What to produce:
Tally how many lines of these entries hold the string "match". Return the number alone.

[Records excerpted from a collection]
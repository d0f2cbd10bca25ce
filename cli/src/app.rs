//! Interactive loop: show the list, read a selection, show the post.

use std::io::{BufRead, Write};

use anyhow::Result;
use posts_core::{Effect, NavigationError, View, ViewCoordinator};

use crate::transport::Transport;

/// One line of user input.
#[derive(Debug, Clone, Copy, PartialEq, Eq)]
pub enum Command {
    Select(u64),
    Back,
    List,
    Quit,
}

impl Command {
    pub fn parse(line: &str) -> Option<Self> {
        match line.trim() {
            "q" | "quit" | "exit" => Some(Command::Quit),
            "b" | "back" => Some(Command::Back),
            "l" | "list" | "" => Some(Command::List),
            other => other.parse().ok().map(Command::Select),
        }
    }
}

pub struct App<T> {
    coordinator: ViewCoordinator,
    transport: T,
}

impl<T: Transport> App<T> {
    pub fn new(coordinator: ViewCoordinator, transport: T) -> Self {
        Self {
            coordinator,
            transport,
        }
    }

    pub fn run(&mut self, input: impl BufRead, mut output: impl Write) -> Result<()> {
        let effects: Vec<Effect> = self.coordinator.mount().into_iter().collect();
        self.execute(effects);
        self.draw(&mut output)?;

        for line in input.lines() {
            let line = line?;
            match Command::parse(&line) {
                Some(Command::Quit) => break,
                Some(Command::Select(id)) => {
                    let effects = self.coordinator.select(id);
                    self.execute(effects);
                }
                Some(Command::Back) => match self.coordinator.back() {
                    Ok(effects) => self.execute(effects),
                    Err(NavigationError::BackNavigationDisabled) => {
                        writeln!(output, "back navigation is off (start with --back)")?;
                        continue;
                    }
                    Err(NavigationError::AlreadyAtList) => {}
                },
                Some(Command::List) => {}
                None => {
                    writeln!(output, "unknown command: {}", line.trim())?;
                    continue;
                }
            }
            self.draw(&mut output)?;
        }

        let effects = self.coordinator.teardown();
        self.execute(effects);
        Ok(())
    }

    /// Run fetches one at a time and resolve them immediately.
    fn execute(&mut self, effects: Vec<Effect>) {
        for effect in effects {
            match effect {
                Effect::Fetch {
                    token,
                    request,
                    cancel,
                } => {
                    if cancel.is_cancelled() {
                        continue;
                    }
                    let outcome = self.transport.execute(&request);
                    let resolution = self.coordinator.resolve(token, outcome);
                    tracing::debug!(%token, ?resolution, "fetch resolved");
                }
                Effect::Cancel { token } => {
                    tracing::debug!(%token, "cancel");
                }
            }
        }
    }

    fn draw(&mut self, output: &mut impl Write) -> Result<()> {
        match self.coordinator.render() {
            View::List { entries } => {
                if self.coordinator.collection().is_failed() {
                    writeln!(output, "(could not load posts)")?;
                } else if entries.is_empty() {
                    writeln!(output, "(no posts)")?;
                }
                for entry in &entries {
                    writeln!(output, "{}", entry.label)?;
                }
                writeln!(output, "select a post id, or q to quit")?;
            }
            View::Loading { id } => writeln!(output, "loading post {id}...")?,
            View::Detail { text, .. } => writeln!(output, "{text}")?,
        }
        output.flush()?;
        Ok(())
    }
}

#[cfg(test)]
mod tests {
    use super::*;
    use posts_core::{CoordinatorConfig, FetchError, HttpRequest, HttpResponse, PostsClient};
    use std::cell::RefCell;
    use std::collections::HashMap;

    /// Answers from a fixed url -> (status, body) table; anything else is a
    /// transport error.
    #[derive(Default)]
    struct FakeTransport {
        routes: HashMap<String, (u16, String)>,
        calls: RefCell<Vec<String>>,
    }

    impl FakeTransport {
        fn route(mut self, path: &str, status: u16, body: &str) -> Self {
            self.routes
                .insert(format!("http://test{path}"), (status, body.to_string()));
            self
        }
    }

    impl Transport for &FakeTransport {
        fn execute(&self, request: &HttpRequest) -> Result<HttpResponse, FetchError> {
            self.calls.borrow_mut().push(request.url.clone());
            self.routes
                .get(&request.url)
                .map(|(status, body)| HttpResponse::new(*status, body.clone()))
                .ok_or_else(|| FetchError::Transport("connection refused".to_string()))
        }
    }

    const LIST: &str = r#"[{"userId":1,"id":1,"title":"first","body":""},{"userId":1,"id":5,"title":"Foo","body":""}]"#;

    fn run(transport: &FakeTransport, back: bool, input: &str) -> String {
        let coordinator = ViewCoordinator::new(
            PostsClient::new("http://test"),
            CoordinatorConfig {
                back_navigation: back,
            },
        );
        let mut app = App::new(coordinator, transport);
        let mut out = Vec::new();
        app.run(input.as_bytes(), &mut out).unwrap();
        String::from_utf8(out).unwrap()
    }

    #[test]
    fn parses_commands() {
        assert_eq!(Command::parse(" 12 "), Some(Command::Select(12)));
        assert_eq!(Command::parse("q"), Some(Command::Quit));
        assert_eq!(Command::parse("back"), Some(Command::Back));
        assert_eq!(Command::parse(""), Some(Command::List));
        assert_eq!(Command::parse("-3"), None);
        assert_eq!(Command::parse("what"), None);
    }

    #[test]
    fn shows_list_then_detail() {
        let transport = FakeTransport::default()
            .route("/posts", 200, LIST)
            .route("/posts/5", 200, r#"{"userId":1,"id":5,"title":"Foo","body":"..."}"#);
        let out = run(&transport, false, "5\nq\n");
        assert_eq!(
            out,
            "1: first\n5: Foo\nselect a post id, or q to quit\n5: Foo\n"
        );
        assert_eq!(
            *transport.calls.borrow(),
            vec!["http://test/posts", "http://test/posts/5"]
        );
    }

    #[test]
    fn failed_list_is_reported_separately() {
        let transport = FakeTransport::default().route("/posts", 500, "boom");
        let out = run(&transport, false, "q\n");
        assert!(out.starts_with("(could not load posts)\n"), "{out}");
    }

    #[test]
    fn unreachable_list_is_reported_separately() {
        let out = run(&FakeTransport::default(), false, "q\n");
        assert!(out.starts_with("(could not load posts)\n"), "{out}");
    }

    #[test]
    fn empty_list_shows_no_posts() {
        let transport = FakeTransport::default().route("/posts", 200, "[]");
        let out = run(&transport, false, "q\n");
        assert!(out.starts_with("(no posts)\n"), "{out}");
    }

    #[test]
    fn failed_detail_stays_loading() {
        let transport = FakeTransport::default().route("/posts", 200, LIST);
        let out = run(&transport, false, "9\n\n");
        assert!(out.ends_with("loading post 9...\nloading post 9...\n"), "{out}");
    }

    #[test]
    fn back_requires_opt_in() {
        let transport = FakeTransport::default()
            .route("/posts", 200, LIST)
            .route("/posts/1", 200, r#"{"userId":1,"id":1,"title":"first","body":""}"#);
        let out = run(&transport, false, "1\nb\n");
        assert!(out.ends_with("back navigation is off (start with --back)\n"), "{out}");

        let out = run(&transport, true, "1\nb\n");
        assert!(out.ends_with("1: first\n5: Foo\nselect a post id, or q to quit\n"), "{out}");
    }

    #[test]
    fn unknown_command_is_reported() {
        let transport = FakeTransport::default().route("/posts", 200, "[]");
        let out = run(&transport, false, "hello\nq\n");
        assert!(out.contains("unknown command: hello"));
    }
}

Answer to this task:
5